[THE PROBLEM] Across the records, find how many lines include the string "usize" and answer with only the figure.

========

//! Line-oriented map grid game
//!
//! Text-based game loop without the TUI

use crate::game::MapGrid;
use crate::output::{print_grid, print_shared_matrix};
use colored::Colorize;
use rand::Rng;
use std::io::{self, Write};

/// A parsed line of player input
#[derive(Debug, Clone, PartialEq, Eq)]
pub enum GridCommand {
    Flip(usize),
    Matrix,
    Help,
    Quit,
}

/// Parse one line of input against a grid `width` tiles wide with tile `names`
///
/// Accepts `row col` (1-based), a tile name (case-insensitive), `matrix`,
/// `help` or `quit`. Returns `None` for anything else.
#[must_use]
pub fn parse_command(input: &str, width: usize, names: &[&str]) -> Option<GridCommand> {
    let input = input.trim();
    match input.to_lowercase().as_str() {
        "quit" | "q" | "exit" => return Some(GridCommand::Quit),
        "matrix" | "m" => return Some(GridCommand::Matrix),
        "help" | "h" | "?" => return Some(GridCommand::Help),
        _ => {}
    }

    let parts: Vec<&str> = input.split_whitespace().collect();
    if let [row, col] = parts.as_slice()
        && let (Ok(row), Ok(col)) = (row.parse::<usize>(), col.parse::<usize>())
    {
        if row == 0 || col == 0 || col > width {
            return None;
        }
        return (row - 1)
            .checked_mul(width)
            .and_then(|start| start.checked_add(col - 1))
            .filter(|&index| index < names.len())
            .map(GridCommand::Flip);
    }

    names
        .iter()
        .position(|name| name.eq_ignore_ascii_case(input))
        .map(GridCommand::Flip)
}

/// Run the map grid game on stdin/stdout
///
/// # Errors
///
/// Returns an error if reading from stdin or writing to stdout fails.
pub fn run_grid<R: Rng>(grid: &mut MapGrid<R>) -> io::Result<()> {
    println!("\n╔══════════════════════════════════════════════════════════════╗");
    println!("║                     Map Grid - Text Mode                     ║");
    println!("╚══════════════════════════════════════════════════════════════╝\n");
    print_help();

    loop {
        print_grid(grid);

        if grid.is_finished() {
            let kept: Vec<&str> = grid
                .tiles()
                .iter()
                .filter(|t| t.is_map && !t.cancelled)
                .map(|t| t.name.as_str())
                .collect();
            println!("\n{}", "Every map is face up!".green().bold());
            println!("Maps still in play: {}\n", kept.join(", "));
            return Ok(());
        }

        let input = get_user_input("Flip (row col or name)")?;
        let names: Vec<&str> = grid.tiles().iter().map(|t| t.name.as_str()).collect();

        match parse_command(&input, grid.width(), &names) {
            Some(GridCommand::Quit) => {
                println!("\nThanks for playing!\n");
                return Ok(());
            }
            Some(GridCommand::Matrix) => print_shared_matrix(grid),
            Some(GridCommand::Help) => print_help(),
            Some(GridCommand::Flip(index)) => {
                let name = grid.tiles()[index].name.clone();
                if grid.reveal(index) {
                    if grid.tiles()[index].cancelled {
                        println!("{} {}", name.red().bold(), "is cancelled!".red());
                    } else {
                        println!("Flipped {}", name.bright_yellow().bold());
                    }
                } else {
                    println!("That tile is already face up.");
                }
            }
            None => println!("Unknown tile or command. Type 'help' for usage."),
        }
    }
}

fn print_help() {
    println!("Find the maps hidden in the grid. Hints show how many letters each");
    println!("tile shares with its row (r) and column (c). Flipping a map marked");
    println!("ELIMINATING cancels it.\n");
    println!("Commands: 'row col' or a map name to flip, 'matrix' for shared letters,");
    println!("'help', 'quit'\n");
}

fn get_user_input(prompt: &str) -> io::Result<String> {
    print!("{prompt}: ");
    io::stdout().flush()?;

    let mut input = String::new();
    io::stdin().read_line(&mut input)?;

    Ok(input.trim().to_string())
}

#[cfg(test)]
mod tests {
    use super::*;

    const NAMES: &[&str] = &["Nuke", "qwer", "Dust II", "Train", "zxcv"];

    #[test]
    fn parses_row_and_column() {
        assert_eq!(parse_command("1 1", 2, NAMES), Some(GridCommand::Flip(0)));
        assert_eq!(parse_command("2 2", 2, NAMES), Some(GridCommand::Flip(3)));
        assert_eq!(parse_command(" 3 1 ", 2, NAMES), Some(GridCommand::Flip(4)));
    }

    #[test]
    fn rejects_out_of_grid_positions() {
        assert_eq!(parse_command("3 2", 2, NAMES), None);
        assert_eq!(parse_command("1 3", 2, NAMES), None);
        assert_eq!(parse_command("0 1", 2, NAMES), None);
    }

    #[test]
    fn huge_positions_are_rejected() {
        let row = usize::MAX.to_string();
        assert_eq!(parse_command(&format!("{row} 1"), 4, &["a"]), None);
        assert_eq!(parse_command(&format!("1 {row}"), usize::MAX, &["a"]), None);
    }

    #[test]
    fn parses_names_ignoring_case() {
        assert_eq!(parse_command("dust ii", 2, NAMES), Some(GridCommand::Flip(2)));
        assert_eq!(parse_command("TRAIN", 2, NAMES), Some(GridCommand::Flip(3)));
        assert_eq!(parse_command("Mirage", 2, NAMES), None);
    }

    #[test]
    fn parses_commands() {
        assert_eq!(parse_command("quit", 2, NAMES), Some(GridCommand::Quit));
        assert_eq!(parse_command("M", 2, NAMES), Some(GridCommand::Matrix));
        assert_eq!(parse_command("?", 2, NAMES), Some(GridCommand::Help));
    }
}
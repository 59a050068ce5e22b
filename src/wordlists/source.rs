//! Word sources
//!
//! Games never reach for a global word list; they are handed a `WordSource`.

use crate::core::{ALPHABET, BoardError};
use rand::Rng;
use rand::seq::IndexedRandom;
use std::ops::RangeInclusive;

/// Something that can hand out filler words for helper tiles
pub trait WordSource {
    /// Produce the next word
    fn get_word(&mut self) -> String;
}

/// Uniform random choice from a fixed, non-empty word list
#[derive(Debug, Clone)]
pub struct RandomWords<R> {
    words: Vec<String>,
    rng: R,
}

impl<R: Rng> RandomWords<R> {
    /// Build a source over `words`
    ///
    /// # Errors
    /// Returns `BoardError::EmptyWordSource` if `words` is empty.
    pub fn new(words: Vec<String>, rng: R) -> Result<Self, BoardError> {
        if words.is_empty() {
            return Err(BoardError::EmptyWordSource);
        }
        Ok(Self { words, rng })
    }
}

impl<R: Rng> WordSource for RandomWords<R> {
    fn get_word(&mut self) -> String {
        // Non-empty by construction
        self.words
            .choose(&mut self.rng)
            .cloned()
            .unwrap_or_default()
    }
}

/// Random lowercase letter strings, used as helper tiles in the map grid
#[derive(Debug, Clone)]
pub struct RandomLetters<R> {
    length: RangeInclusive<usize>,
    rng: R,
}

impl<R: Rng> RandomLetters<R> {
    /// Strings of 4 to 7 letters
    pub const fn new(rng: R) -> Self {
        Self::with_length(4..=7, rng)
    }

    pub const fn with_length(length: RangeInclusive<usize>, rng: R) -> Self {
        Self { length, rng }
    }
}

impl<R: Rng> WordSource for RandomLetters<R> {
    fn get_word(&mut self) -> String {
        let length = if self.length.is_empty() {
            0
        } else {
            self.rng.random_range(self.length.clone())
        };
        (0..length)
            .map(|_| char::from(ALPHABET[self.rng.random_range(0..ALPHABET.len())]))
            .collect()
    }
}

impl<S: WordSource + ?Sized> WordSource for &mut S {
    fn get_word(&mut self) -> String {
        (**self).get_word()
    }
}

========

[TASK OUTPUT] 7